MEV in Multiple Concurrent Proposer Blockchains
Steven Landers, Benjamin Marsh
TL;DR
This work formalizes maximal extractable value (MEV) in multiple concurrent proposer (MCP) blockchains, where data availability precedes final ordering and concurrency creates new MEV channels. It develops a hazard-normalized delay model with a delay envelope $M(\tau)$ and an immediate inclusion threshold $\tau^\dagger$, enabling analysis of censorship, duplication, timing, auctions, and inter-block MEV. The authors identify MCP-specific MEV channels such as same-tick duplicates and PoA-latency races, and propose two mitigation strategies: duplicate-aware tip-splitting and a deterministic Priority-DAG Merge Scheduler (PDM) that preserves dependencies while reducing latency races. They show that PoA latency governs stealability, and that with careful protocol choices (e.g., duplicate-aware payouts and PDM), MCP MEV can be controlled without centralized builders, with extensions to encryption and TFMs as avenues for further reduction.
Abstract
We analyze maximal extractable value in multiple concurrent proposer blockchains, where multiple blocks become data available before their final execution order is determined.

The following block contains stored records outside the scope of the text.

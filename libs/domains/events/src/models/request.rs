use chrono::{DateTime, Utc};
use serde::{Deserialize, Serialize};
use strum::{Display, EnumString};
use utoipa::{IntoParams, ToSchema};
use validator::Validate;

#[derive(
    Debug, Clone, Copy, PartialEq, Eq, Hash, Serialize, Deserialize, Display, EnumString, ToSchema,
)]
#[serde(rename_all = "SCREAMING_SNAKE_CASE")]
#[strum(serialize_all = "SCREAMING_SNAKE_CASE")]
pub enum RequestStatus {
    Pending,
    Confirmed,
    Rejected,
    Canceled,
}

/// A user's request to take part in an event.
#[derive(Debug, Clone, PartialEq, Eq, Serialize, Deserialize, ToSchema)]
pub struct ParticipationRequest {
    pub id: i64,
    #[serde(rename = "requester")]
    pub requester_id: i64,
    #[serde(rename = "event")]
    pub event_id: i64,
    #[serde(with = "axum_helpers::datetime::format")]
    #[schema(value_type = String, example = "2025-03-01 12:00:00")]
    pub created: DateTime<Utc>,
    pub status: RequestStatus,
}

impl ParticipationRequest {
    pub fn with_status(mut self, status: RequestStatus) -> Self {
        self.status = status;
        self
    }
}

/// Owner decision on a batch of requests.
#[derive(Debug, Clone, Serialize, Deserialize, Validate, ToSchema)]
#[serde(rename_all = "camelCase")]
pub struct StatusUpdateRequest {
    #[validate(length(min = 1))]
    pub request_ids: Vec<i64>,
    /// CONFIRMED or REJECTED
    pub status: RequestStatus,
}

#[derive(Debug, Clone, Default, PartialEq, Eq, Serialize, Deserialize, ToSchema)]
#[serde(rename_all = "camelCase")]
pub struct StatusUpdateResult {
    pub confirmed_requests: Vec<ParticipationRequest>,
    pub rejected_requests: Vec<ParticipationRequest>,
}

/// `POST /users/{userId}/requests?eventId=..`
#[derive(Debug, Clone, Deserialize, Validate, IntoParams)]
#[serde(rename_all = "camelCase")]
#[into_params(parameter_in = Query)]
pub struct NewRequestQuery {
    pub event_id: i64,
}

#[cfg(test)]
mod tests {
    use super::*;

    #[test]
    fn test_request_wire_shape() {
        let request = ParticipationRequest {
            id: 4,
            requester_id: 2,
            event_id: 9,
            created: chrono::TimeZone::with_ymd_and_hms(&Utc, 2025, 3, 1, 12, 0, 0).unwrap(),
            status: RequestStatus::Pending,
        };

        let json = serde_json::to_value(&request).unwrap();
        assert_eq!(json["requester"], 2);
        assert_eq!(json["event"], 9);
        assert_eq!(json["created"], "2025-03-01 12:00:00");
        assert_eq!(json["status"], "PENDING");
    }

    #[test]
    fn test_status_update_request() {
        let body: StatusUpdateRequest =
            serde_json::from_str(r#"{"requestIds":[3,1],"status":"CONFIRMED"}"#).unwrap();
        assert_eq!(body.request_ids, vec![3, 1]);
        assert_eq!(body.status, RequestStatus::Confirmed);

        let empty: StatusUpdateRequest =
            serde_json::from_str(r#"{"requestIds":[],"status":"REJECTED"}"#).unwrap();
        assert!(empty.validate().is_err());
    }
}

This concurrency breaks the single builder assumption of sequential chains and introduces new MEV channels, including same tick duplicate steals, proposer to proposer auctions, and timing races driven by proof of availability latency. We develop a hazard normalized model of delay and inclusion, derive a closed form delay envelope \(M(τ)\), and characterize equilibria for censorship, duplication, and auction games. We show how deterministic priority DAG scheduling and duplicate aware payouts neutralize same tick MEV while preserving throughput, identifying simple protocol configurations to mitigate MCP specific extraction without centralized builders.